BO>  FM> The only thing I can see against it is that longer quotes will have a
BO>  FM> greater chance of being selected (possibly a negligible effect), and
BO>  FM> it's heaps faster than any sequential thing and doesn't require a
BO>  FM> separate index file or a unique first record.

BO> I have a very large (43k-ish) file of quotes here, ranging in length
BO> from one to about twenty plus lines long.  Each quote is separated from the
BO> next by two crlf pairs.

BO> Because of the large difference in length, I think the method you just
BO> described wouldn't be really great for this file.  What I've been doing

OK, if the samples you put in your message to Ron are mixed with a few
one-liners, the one-liners would have a significantly less chance of
being selected using my suggestion above.

BO> is reading through the file counting quotes, then generating a
BO> random number and re-reading though the file.  It takes just
BO> about second to come up with a quote doing that which is
BO> acceptible at the moment, but hardly ideal.

BO> Got any ideas?

A few. :-) I'll assume your quotes file is relatively static, but
sometimes you add more quotes using, probably, a text editor or some
cut-and-paste process. IOW it's not totally fixed so an index file
generated once won't do.

Now, one thing I don't know is how many times the quote file is *used*,
cf how often it's updated. That's important, and may make an index
appropriate because the frequency of needing to update it (the index)
could be far less than needing to use it.

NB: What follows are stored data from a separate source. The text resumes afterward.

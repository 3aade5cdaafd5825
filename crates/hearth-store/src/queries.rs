//! Standalone query functions that work with any Connection.
//!
//! Each function takes a `&Connection` as its first parameter and is meant
//! to run inside [`crate::Store::call`], on the store's executor thread.

use crate::StoreResult;
use chrono::{DateTime, Utc};
use hearth_core::{
    Activity, ActivityKind, EntityTable, Listing, ListingStatus, Note, Property, SyncState, Task,
    User,
};
use rusqlite::{params, Connection, Row};
use serde_json::Value;
use tracing::debug;
use uuid::Uuid;

/// A locally pending row projected to its wire payload.
///
/// The payload is the serialized record without the local-only bookkeeping
/// columns, ready for the remote upsert endpoint.
#[derive(Debug, Clone)]
pub struct PendingRow {
    pub id: Uuid,
    pub payload: Value,
}

/// Outbound retry bookkeeping for one table.
#[derive(Debug, Clone, PartialEq, Eq)]
pub struct PushCursor {
    pub table: EntityTable,
    pub retry_count: i32,
    pub last_attempt_at: Option<DateTime<Utc>>,
    pub last_error: Option<String>,
}

// ==========================================
// Properties
// ==========================================

/// Insert or fully replace a property row.
pub fn upsert_property(conn: &Connection, property: &Property) -> StoreResult<()> {
    conn.execute(
        "INSERT INTO properties (id, address_line1, address_line2, city, postal_code, country,
                                 sync_state, last_sync_error, deleted_at, created_at, updated_at)
         VALUES (?1, ?2, ?3, ?4, ?5, ?6, ?7, ?8, ?9, ?10, ?11)
         ON CONFLICT(id) DO UPDATE SET
             address_line1 = excluded.address_line1,
             address_line2 = excluded.address_line2,
             city = excluded.city,
             postal_code = excluded.postal_code,
             country = excluded.country,
             sync_state = excluded.sync_state,
             last_sync_error = excluded.last_sync_error,
             deleted_at = excluded.deleted_at,
             created_at = excluded.created_at,
             updated_at = excluded.updated_at",
        params![
            property.id.to_string(),
            property.address_line1,
            property.address_line2,
            property.city,
            property.postal_code,
            property.country,
            property.sync_state.as_str(),
            property.last_sync_error,
            property.deleted_at.map(|t| t.to_rfc3339()),
            property.created_at.to_rfc3339(),
            property.updated_at.to_rfc3339(),
        ],
    )?;
    Ok(())
}

/// Get a property by ID.
pub fn get_property(conn: &Connection, id: Uuid) -> StoreResult<Option<Property>> {
    let mut stmt = conn.prepare_cached(
        "SELECT id, address_line1, address_line2, city, postal_code, country,
                sync_state, last_sync_error, deleted_at, created_at, updated_at
         FROM properties WHERE id = ?1",
    )?;
    let result = stmt.query_row(params![id.to_string()], map_property_row);
    optional(result)
}

fn map_property_row(row: &Row<'_>) -> rusqlite::Result<Property> {
    Ok(Property {
        id: parse_uuid(0, row.get(0)?)?,
        address_line1: row.get(1)?,
        address_line2: row.get(2)?,
        city: row.get(3)?,
        postal_code: row.get(4)?,
        country: row.get(5)?,
        sync_state: SyncState::from_str(&row.get::<_, String>(6)?),
        last_sync_error: row.get(7)?,
        deleted_at: parse_datetime_opt(row.get(8)?),
        created_at: parse_datetime(row.get::<_, String>(9)?),
        updated_at: parse_datetime(row.get::<_, String>(10)?),
    })
}

// ==========================================
// Listings
// ==========================================

/// Insert or fully replace a listing row.
pub fn upsert_listing(conn: &Connection, listing: &Listing) -> StoreResult<()> {
    conn.execute(
        "INSERT INTO listings (id, title, status, price_cents, property_id,
                               sync_state, last_sync_error, deleted_at, created_at, updated_at)
         VALUES (?1, ?2, ?3, ?4, ?5, ?6, ?7, ?8, ?9, ?10)
         ON CONFLICT(id) DO UPDATE SET
             title = excluded.title,
             status = excluded.status,
             price_cents = excluded.price_cents,
             property_id = excluded.property_id,
             sync_state = excluded.sync_state,
             last_sync_error = excluded.last_sync_error,
             deleted_at = excluded.deleted_at,
             created_at = excluded.created_at,
             updated_at = excluded.updated_at",
        params![
            listing.id.to_string(),
            listing.title,
            listing.status.as_str(),
            listing.price_cents,
            listing.property_id.map(|id| id.to_string()),
            listing.sync_state.as_str(),
            listing.last_sync_error,
            listing.deleted_at.map(|t| t.to_rfc3339()),
            listing.created_at.to_rfc3339(),
            listing.updated_at.to_rfc3339(),
        ],
    )?;
    Ok(())
}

The possibilities I'd consider are...

a) Generate an index file. A quickie prog could do this every time you
updated the quotes file, but you'd have to remember to run it. If you
forgot, the result could be a mess so I'd include a couple of safety
checks. (more on this below)

b) Re-index every time the prog that presents the quotes is run. Doesn't
save anything unless you only do it when necessary. Also see below.

c) At least eliminate the first pass which you mention above, by
including a count of quotes in the first record. The tagline feature of
OLX which I use to read mail does this.

My preference is b), but there may be some reason why you don't want a
separate file so let me first describe how I think OLX works, ie
alternative c).

The first record contains just a number (probably a longint in Pascal)
which says how many quotes are in the file. You read that record, make
sure it does contain a longint, use it to generate a random number then
read through the file as you're doing now.

Now I reckon that's all the checking OLX does, but I'd be inclined to
also record the file's date/timestamp in that record, so that when you
add some quotes later your prog knows it has to regenerate that record.

That in itself is an interesting exercise. I reckon you'd probably write
out a new first record with dummy values (say, xxxxx xx/xx/xx xx:xx:xx),
then copy the rest of the original file with readln/writeln, then open
the file again as an untyped file and overwrite the x.

If, OTOH, you can use an index file (alternative b)), then I guess it
would have the date/timestamp of the actual quote file, followed by a
lot of longints pointing to each quote in the quote file. You'd need to
read that one as an untyped file from the pointer from the index file
until the next double crlf.

In both cases you save time in the (presumably more common) case that
the quote file hasn't been changed, and when it has you only take about
as long as you do now.


Now I've just re-read all that and I'm not sure I've really explained
well what I'm thinking of. Tell me the bits that don't make sense. Or do
you want to see some code?

Regards, FIM.

 * * No person ever became wicked all at once.